DATA PROVIDED:
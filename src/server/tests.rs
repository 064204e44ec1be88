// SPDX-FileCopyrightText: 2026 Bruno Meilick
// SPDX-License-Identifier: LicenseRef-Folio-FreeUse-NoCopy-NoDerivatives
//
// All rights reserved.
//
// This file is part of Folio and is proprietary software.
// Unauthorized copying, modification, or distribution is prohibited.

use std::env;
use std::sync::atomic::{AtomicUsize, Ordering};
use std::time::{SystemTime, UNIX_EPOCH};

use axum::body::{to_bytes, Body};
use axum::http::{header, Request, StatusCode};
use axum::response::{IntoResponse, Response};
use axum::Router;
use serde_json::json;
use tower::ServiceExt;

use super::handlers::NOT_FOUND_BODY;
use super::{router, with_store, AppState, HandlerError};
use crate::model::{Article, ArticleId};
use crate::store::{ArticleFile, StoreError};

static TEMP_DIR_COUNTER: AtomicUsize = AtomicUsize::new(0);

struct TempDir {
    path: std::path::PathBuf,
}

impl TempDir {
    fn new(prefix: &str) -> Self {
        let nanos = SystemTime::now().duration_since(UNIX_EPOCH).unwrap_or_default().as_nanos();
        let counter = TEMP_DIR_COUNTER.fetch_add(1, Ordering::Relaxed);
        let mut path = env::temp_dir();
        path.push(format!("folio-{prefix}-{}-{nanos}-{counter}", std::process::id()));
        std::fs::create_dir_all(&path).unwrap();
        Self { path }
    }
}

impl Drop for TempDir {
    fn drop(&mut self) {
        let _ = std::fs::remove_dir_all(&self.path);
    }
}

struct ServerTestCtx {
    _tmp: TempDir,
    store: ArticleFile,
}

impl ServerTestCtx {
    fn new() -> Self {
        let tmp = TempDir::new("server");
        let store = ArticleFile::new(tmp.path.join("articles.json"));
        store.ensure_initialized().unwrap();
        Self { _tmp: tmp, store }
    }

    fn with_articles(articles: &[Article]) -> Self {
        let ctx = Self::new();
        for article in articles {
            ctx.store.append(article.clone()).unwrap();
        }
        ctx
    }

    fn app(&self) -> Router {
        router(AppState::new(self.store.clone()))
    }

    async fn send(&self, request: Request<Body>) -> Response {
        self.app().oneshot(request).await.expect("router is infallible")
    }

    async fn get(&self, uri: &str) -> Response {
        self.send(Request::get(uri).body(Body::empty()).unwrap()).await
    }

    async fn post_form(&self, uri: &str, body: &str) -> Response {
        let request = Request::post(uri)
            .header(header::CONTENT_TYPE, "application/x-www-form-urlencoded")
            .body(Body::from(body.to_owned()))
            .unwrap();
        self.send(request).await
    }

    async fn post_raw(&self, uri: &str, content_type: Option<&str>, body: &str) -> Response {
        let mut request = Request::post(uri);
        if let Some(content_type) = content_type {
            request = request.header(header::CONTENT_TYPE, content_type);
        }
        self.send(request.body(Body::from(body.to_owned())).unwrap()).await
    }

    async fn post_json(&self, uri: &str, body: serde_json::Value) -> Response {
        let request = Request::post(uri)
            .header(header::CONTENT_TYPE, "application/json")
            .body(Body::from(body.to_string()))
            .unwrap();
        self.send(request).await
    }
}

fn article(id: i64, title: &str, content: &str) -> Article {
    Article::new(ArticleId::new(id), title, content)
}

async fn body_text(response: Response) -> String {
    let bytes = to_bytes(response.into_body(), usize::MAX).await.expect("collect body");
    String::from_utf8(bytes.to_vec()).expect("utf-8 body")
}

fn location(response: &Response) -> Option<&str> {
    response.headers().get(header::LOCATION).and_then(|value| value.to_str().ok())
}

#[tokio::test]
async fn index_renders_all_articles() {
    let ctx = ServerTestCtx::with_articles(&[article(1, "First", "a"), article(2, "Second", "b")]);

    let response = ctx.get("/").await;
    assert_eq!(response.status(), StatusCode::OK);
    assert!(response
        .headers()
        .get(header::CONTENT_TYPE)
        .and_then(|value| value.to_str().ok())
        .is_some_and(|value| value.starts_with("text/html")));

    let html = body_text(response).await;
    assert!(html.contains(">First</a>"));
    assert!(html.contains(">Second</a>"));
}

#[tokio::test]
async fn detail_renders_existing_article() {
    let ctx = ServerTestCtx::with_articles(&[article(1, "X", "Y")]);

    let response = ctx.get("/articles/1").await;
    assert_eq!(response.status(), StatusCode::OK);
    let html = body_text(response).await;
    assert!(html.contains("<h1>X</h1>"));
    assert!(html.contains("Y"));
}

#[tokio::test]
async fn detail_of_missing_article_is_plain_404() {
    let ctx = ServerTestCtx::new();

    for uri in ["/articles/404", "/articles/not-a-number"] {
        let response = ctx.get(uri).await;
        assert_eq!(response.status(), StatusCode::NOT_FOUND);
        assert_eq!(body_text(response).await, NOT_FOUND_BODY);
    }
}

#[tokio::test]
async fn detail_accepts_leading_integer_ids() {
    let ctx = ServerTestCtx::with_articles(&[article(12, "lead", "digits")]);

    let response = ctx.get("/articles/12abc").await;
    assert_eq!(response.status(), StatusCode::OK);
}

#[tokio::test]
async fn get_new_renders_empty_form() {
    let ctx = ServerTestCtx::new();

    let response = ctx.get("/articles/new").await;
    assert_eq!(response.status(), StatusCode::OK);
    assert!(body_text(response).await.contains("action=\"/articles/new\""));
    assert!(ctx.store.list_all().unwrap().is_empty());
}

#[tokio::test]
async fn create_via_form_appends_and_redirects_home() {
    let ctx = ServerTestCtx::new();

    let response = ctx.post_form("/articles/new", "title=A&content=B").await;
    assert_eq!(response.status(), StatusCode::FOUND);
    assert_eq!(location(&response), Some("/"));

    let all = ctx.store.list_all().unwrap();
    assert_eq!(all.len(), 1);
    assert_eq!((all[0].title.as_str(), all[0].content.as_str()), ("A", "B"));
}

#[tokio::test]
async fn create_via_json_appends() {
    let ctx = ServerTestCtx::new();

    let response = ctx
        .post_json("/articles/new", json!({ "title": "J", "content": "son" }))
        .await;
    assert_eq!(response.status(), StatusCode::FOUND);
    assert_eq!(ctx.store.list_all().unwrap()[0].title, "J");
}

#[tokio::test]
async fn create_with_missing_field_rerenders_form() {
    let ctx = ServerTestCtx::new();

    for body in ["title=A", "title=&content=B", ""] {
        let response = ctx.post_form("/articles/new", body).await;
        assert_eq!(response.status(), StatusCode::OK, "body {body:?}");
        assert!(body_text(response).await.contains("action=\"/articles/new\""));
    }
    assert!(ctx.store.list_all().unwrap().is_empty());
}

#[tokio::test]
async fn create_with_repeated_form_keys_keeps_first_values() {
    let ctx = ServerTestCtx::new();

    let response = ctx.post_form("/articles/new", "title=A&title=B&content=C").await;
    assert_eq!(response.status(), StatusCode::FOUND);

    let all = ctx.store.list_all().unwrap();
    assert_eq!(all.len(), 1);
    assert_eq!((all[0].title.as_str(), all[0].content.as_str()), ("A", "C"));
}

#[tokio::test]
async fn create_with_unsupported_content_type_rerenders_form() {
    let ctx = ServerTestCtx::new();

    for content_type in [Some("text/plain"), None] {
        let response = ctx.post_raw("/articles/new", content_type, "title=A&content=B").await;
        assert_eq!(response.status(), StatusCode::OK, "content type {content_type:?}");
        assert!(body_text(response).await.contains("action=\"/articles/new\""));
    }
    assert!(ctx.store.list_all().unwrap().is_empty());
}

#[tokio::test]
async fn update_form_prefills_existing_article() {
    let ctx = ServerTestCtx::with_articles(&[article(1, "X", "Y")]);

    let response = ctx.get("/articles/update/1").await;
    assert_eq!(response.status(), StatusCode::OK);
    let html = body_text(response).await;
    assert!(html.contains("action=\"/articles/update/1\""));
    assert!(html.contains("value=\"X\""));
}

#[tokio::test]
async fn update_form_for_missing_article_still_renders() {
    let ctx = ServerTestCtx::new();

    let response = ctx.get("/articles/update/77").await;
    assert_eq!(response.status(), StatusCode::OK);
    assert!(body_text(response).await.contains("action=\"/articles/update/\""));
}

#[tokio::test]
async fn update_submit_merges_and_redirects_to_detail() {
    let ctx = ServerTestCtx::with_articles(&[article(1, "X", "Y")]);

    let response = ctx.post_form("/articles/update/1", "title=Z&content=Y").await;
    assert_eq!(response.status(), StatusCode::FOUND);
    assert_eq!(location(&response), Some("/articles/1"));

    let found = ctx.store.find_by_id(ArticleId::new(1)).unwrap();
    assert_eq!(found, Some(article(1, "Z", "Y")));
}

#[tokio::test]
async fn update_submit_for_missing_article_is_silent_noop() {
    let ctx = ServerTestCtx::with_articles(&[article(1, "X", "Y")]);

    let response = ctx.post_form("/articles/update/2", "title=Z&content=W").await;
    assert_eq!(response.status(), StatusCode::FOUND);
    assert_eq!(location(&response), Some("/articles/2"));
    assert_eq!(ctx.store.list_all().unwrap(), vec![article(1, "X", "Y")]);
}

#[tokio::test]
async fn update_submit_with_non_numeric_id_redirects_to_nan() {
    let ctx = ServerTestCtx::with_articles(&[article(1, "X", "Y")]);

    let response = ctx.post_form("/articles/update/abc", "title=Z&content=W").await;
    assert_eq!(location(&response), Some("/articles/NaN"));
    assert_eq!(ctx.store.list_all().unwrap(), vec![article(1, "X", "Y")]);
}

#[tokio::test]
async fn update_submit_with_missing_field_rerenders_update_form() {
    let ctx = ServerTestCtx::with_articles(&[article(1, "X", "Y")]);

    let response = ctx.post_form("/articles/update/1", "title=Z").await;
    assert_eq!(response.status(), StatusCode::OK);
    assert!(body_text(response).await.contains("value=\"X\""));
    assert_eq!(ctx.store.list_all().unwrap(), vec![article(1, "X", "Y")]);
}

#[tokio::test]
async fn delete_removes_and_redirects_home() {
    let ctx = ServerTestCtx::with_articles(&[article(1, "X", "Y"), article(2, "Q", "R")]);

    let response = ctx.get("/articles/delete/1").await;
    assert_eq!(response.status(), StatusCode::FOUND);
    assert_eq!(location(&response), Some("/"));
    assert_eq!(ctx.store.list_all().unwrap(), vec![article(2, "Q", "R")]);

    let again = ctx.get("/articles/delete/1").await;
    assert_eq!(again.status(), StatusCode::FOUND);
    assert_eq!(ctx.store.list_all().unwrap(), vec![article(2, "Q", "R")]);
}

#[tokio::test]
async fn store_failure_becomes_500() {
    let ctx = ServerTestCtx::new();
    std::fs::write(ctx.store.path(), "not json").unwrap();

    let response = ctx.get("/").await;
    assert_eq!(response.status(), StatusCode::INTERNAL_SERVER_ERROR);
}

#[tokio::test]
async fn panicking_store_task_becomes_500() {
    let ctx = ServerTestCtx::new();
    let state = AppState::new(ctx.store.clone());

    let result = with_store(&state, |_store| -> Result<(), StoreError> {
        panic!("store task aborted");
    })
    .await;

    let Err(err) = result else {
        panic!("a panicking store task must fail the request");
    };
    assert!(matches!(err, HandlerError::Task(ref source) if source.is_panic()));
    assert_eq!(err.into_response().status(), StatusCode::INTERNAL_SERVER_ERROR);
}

EXERCISE DESCRIPTION: Reproduce, line for line, the material, starting at its first line, and end once the line holding "use std::env;" has been output.

RESPONSE BELOW:
filename src/server/tests.rs
repository 064204e44ec1be88
// SPDX-FileCopyrightText: 2026 Bruno Meilick
// SPDX-License-Identifier: LicenseRef-Folio-FreeUse-NoCopy-NoDerivatives
//
// All rights reserved.
//
// This file is part of Folio and is proprietary software.
// Unauthorized copying, modification, or distribution is prohibited.

use std::env;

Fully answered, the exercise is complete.